→ **What needs to be done**
In the entries below, some lines hold the string "ResponseBody"; please say how many, giving the number and nothing else.

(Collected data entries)
● ● ●

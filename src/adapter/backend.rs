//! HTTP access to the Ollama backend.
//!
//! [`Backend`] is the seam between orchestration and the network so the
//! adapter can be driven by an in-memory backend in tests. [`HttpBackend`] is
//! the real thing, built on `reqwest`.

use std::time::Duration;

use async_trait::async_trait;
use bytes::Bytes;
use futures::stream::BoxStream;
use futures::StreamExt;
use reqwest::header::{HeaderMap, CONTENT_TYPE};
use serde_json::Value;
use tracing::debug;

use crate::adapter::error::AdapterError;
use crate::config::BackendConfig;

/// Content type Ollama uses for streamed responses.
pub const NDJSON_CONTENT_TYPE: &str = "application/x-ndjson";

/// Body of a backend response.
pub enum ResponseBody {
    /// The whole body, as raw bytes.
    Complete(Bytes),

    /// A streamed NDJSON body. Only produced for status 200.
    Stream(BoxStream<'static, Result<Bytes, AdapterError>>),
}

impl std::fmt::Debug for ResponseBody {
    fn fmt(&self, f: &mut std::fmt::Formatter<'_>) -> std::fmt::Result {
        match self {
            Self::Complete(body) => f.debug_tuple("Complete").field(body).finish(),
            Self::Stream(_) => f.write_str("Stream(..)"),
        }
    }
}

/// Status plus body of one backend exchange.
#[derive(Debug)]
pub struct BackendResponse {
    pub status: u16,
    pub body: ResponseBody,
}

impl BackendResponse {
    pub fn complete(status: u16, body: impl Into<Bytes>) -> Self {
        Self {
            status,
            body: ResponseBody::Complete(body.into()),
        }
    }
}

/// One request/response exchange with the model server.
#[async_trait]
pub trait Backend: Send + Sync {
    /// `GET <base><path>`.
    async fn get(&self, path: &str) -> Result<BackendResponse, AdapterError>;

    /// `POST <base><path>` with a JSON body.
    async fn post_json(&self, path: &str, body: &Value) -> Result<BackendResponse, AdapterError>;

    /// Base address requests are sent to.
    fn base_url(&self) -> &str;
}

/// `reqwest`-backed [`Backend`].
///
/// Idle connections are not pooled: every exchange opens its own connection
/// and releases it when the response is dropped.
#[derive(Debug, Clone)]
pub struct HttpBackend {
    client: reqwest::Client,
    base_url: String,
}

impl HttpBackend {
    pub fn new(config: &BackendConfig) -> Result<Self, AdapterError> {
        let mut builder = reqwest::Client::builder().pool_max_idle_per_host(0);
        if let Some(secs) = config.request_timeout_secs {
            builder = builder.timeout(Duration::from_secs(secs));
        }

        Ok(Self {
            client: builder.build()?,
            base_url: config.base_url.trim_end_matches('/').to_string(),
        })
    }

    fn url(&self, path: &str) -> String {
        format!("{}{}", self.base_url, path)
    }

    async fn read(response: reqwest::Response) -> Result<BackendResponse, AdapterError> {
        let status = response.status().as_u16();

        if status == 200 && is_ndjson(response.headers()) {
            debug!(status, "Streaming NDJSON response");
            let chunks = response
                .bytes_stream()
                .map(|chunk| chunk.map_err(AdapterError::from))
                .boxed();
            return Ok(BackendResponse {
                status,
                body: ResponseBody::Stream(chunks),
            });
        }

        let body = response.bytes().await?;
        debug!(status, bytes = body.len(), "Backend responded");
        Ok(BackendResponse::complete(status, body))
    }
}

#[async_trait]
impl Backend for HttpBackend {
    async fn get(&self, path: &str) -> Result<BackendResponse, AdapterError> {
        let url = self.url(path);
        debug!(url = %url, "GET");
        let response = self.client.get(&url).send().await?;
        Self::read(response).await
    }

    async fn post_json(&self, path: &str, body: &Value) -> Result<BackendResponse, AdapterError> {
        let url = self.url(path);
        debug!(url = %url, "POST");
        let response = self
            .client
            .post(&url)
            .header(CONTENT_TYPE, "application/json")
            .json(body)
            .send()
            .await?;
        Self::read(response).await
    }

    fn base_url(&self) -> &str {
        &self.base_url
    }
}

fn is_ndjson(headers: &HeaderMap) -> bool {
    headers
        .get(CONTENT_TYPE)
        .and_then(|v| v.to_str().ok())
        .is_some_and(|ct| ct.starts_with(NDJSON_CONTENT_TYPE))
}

● ● ●

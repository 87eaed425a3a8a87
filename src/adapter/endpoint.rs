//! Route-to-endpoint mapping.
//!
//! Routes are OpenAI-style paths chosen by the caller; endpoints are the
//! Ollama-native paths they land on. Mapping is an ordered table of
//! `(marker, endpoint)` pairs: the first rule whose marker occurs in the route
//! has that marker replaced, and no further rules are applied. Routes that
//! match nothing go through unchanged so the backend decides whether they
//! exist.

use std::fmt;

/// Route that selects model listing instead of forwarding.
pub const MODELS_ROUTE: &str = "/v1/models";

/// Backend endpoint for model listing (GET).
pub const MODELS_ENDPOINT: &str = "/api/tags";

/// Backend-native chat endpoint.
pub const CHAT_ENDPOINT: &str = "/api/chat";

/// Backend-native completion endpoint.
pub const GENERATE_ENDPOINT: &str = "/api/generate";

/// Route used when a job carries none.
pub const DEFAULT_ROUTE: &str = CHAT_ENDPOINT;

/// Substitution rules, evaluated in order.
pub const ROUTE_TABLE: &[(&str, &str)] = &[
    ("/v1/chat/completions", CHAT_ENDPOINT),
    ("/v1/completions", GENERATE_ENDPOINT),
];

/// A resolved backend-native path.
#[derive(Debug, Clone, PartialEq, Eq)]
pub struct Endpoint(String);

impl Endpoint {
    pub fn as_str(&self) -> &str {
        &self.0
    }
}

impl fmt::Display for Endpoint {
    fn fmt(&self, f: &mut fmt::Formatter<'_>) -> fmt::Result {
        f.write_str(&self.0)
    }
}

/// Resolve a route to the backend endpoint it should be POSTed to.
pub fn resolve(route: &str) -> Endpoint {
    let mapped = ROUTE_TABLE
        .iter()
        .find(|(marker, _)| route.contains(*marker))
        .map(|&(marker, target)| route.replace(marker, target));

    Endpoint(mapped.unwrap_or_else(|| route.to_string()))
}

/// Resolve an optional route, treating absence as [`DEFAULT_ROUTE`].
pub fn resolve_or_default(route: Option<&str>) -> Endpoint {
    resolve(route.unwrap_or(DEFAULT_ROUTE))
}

● ● ●

→ **Response to this task**
5